Newell’s murals, which depicted the social scene of the nation at the time, have been exhibited and placed in permanent collections at the Museum of Modern Art, the Smithsonian, the White House and the Metropolitan Museum of Art as well as other institutions.

The brochure handed out at the Oct. 24, 2009 preview had announced that more than “300 original paintings, watercolors and drawings” by Newell would be up for auction. The brouchure went on to describe the auction as a “rare opportunity to purchase significant investment art.”

Wilhelm said Bonneau auctioned the artwork for $40,455 on Oct. 25, 2009, and after taking out his $16,182 commission, owed Ducos more than $24,000.

“She basically never got a penny from all of this stuff, which she felt was worth way more than what they sold for,” Wilhelm said Friday.

Ducos testified at the trial that at the time she had commissioned Bonneau, he told her he was planning to hold the auction in New York City.
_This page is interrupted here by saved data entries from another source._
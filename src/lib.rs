//! Chroma Cluster - a cursor-driven ball sorting puzzle
//!
//! Colored balls bounce around a rectangular arena. The cursor pushes them
//! away; the puzzle is solved once every color forms a single cluster and no
//! two colors touch.
//!
//! Core modules:
//! - `sim`: Simulation (entity model, physics, clustering, session)
//! - `settings`: Ball/color counts and physics tuning, loaded from JSON
//! - `error`: Error types for session start and settings loading

pub mod error;
pub mod settings;
pub mod sim;

pub use error::{SettingsError, StartError};
pub use settings::Settings;

/// Game configuration constants
pub mod consts {
    /// Arena dimensions
    pub const ARENA_WIDTH: f32 = 600.0;
    pub const ARENA_HEIGHT: f32 = 500.0;

    /// Ball diameter (all balls are the same size)
    pub const BALL_DIAMETER: f32 = 20.0;

    /// Cursor repulsion reach and strength at contact
    pub const PUSH_RADIUS: f32 = 150.0;
    pub const PUSH_FORCE: f32 = 2.5;

    /// Velocity multiplier applied every frame
    pub const FRICTION: f32 = 0.97;
    /// Speed cap (units per frame)
    pub const MAX_SPEED: f32 = 6.0;
    /// Fraction of velocity kept (and inverted) on a wall hit
    pub const WALL_BOUNCE: f32 = 0.6;
    /// Velocity kick applied to both balls of an overlapping pair
    pub const COLLISION_IMPULSE: f32 = 0.3;

    /// Center distance at which two balls count as connected
    pub const GROUP_RADIUS: f32 = 100.0;

    /// Every color needs at least this many balls
    pub const MIN_BALLS_PER_COLOR: usize = 2;
}

/// Format elapsed milliseconds as `"<seconds>.<millis>s"`, e.g. `"12.045s"`
pub fn format_elapsed(ms: u64) -> String {
    format!("{}.{:03}s", ms / 1000, ms % 1000)
}

#[cfg(test)]
mod tests {
    use super::*;

    #[test]
    fn test_format_elapsed() {
        assert_eq!(format_elapsed(0), "0.000s");
        assert_eq!(format_elapsed(7), "0.007s");
        assert_eq!(format_elapsed(12_045), "12.045s");
        assert_eq!(format_elapsed(60_000), "60.000s");
    }
}
//! Entity model: balls, their colors, and the arena they live in
//!
//! Plain data only. Positions and velocities are changed by the integrator;
//! a ball's color never changes once spawned.

use glam::Vec2;
use rand::Rng;
use serde::{Deserialize, Serialize};

use crate::consts::*;
use crate::error::StartError;

/// Ball colors, in palette order
#[derive(Debug, Clone, Copy, PartialEq, Eq, Hash, Serialize, Deserialize)]
pub enum BallColor {
    Red,
    Green,
    Blue,
    Yellow,
    Purple,
    Orange,
}

/// Fixed palette; colors are handed out cyclically from the front
pub const PALETTE: [BallColor; 6] = [
    BallColor::Red,
    BallColor::Green,
    BallColor::Blue,
    BallColor::Yellow,
    BallColor::Purple,
    BallColor::Orange,
];

impl BallColor {
    pub fn as_str(&self) -> &'static str {
        match self {
            BallColor::Red => "red",
            BallColor::Green => "green",
            BallColor::Blue => "blue",
            BallColor::Yellow => "yellow",
            BallColor::Purple => "purple",
            BallColor::Orange => "orange",
        }
    }

    /// Palette slot of this color
    pub fn index(&self) -> usize {
        *self as usize
    }

    /// Color for ball `ball_index` when `color_count` colors are in play
    ///
    /// `color_count` is clamped to the palette size.
    pub fn cyclic(ball_index: usize, color_count: usize) -> Self {
        PALETTE[ball_index % color_count.clamp(1, PALETTE.len())]
    }
}

/// Rectangular play area
#[derive(Debug, Clone, Copy, PartialEq, Serialize, Deserialize)]
#[serde(default)]
pub struct Arena {
    pub width: f32,
    pub height: f32,
    /// Ball diameter
    pub diameter: f32,
}

impl Default for Arena {
    fn default() -> Self {
        Self {
            width: ARENA_WIDTH,
            height: ARENA_HEIGHT,
            diameter: BALL_DIAMETER,
        }
    }
}

impl Arena {
    #[inline]
    pub fn radius(&self) -> f32 {
        self.diameter / 2.0
    }

    /// Largest legal top-left x
    #[inline]
    pub fn max_x(&self) -> f32 {
        self.width - self.diameter
    }

    /// Largest legal top-left y
    #[inline]
    pub fn max_y(&self) -> f32 {
        self.height - self.diameter
    }

    /// Whether a point (arena-local) lies inside the arena
    pub fn contains(&self, point: Vec2) -> bool {
        point.x >= 0.0 && point.x <= self.width && point.y >= 0.0 && point.y <= self.height
    }

    /// Whether a ball's top-left corner is within the legal range
    pub fn holds(&self, ball: &Ball) -> bool {
        ball.pos.x >= 0.0 && ball.pos.x <= self.max_x() && ball.pos.y >= 0.0 && ball.pos.y <= self.max_y()
    }
}

/// A ball entity
///
/// `pos` is the top-left corner of the ball's bounding box, matching what
/// the presentation layer draws. Use [`Ball::center`] for geometry.
#[derive(Debug, Clone, PartialEq, Serialize, Deserialize)]
pub struct Ball {
    pub id: u64,
    pub pos: Vec2,
    pub vel: Vec2,
    color: BallColor,
}

impl Ball {
    pub fn new(id: u64, pos: Vec2, color: BallColor) -> Self {
        Self {
            id,
            pos,
            vel: Vec2::ZERO,
            color,
        }
    }

    #[inline]
    pub fn color(&self) -> BallColor {
        self.color
    }

    #[inline]
    pub fn center(&self, arena: &Arena) -> Vec2 {
        self.pos + Vec2::splat(arena.radius())
    }
}

/// Minimum ball count for the given number of colors
pub fn required_balls(color_count: usize) -> usize {
    color_count * MIN_BALLS_PER_COLOR
}

/// Check a ball/color combination before spawning anything
pub fn validate_counts(ball_count: usize, color_count: usize) -> Result<(), StartError> {
    if color_count == 0 || color_count > PALETTE.len() {
        return Err(StartError::UnsupportedColorCount {
            colors: color_count,
            max: PALETTE.len(),
        });
    }
    let required = required_balls(color_count);
    if ball_count < required {
        return Err(StartError::NotEnoughBalls {
            balls: ball_count,
            colors: color_count,
            required,
        });
    }
    Ok(())
}

/// Spawn a fresh batch at random positions with zero velocity
///
/// Ids start at `first_id` so balls from different batches never share one.
pub fn spawn_batch<R: Rng + ?Sized>(
    rng: &mut R,
    arena: &Arena,
    ball_count: usize,
    color_count: usize,
    first_id: u64,
) -> Result<Vec<Ball>, StartError> {
    validate_counts(ball_count, color_count)?;

    let max_x = arena.max_x().max(0.0);
    let max_y = arena.max_y().max(0.0);
    let balls = (0..ball_count)
        .map(|i| {
            let pos = Vec2::new(rng.random_range(0.0..=max_x), rng.random_range(0.0..=max_y));
            Ball::new(first_id.wrapping_add(i as u64), pos, BallColor::cyclic(i, color_count))
        })
        .collect();
    Ok(balls)
}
Wilhelm said the plans changed several times after that.

“She came in (to New York) for the auction and was very disappointed. She had been promised a lot of things, and (the auction) was ultimately held at the Cairo Hose Company, with only 25 people attending,” Wilhelm said. “It was extremely poorly done in the beginning. The art work went for way less than it should have.”

A month after the auction, Wilhelm said, Ducos got a letter from Bonneau, who apologized for not having sent the money. Enclosed was a check, which Wilhelm said bounced.

“It’s a case of a guy being a total crook,” he said, adding that Ducos believed her grandfather’s murals were worth as much as $100,000. She had planned to use the money to pay for her mother’s residency at a nursing home.

According to Wilhelm, Ducos is from the Woodstock area, and her grandparents had a home there.

Calls to Bonneau’s Albany attorney, Paul Devane, were not returned. The number for T’s Family Auction in Cairo has been temporarily disconnected.

Bonneau, who is out on bail, is scheduled to be sentenced June 29.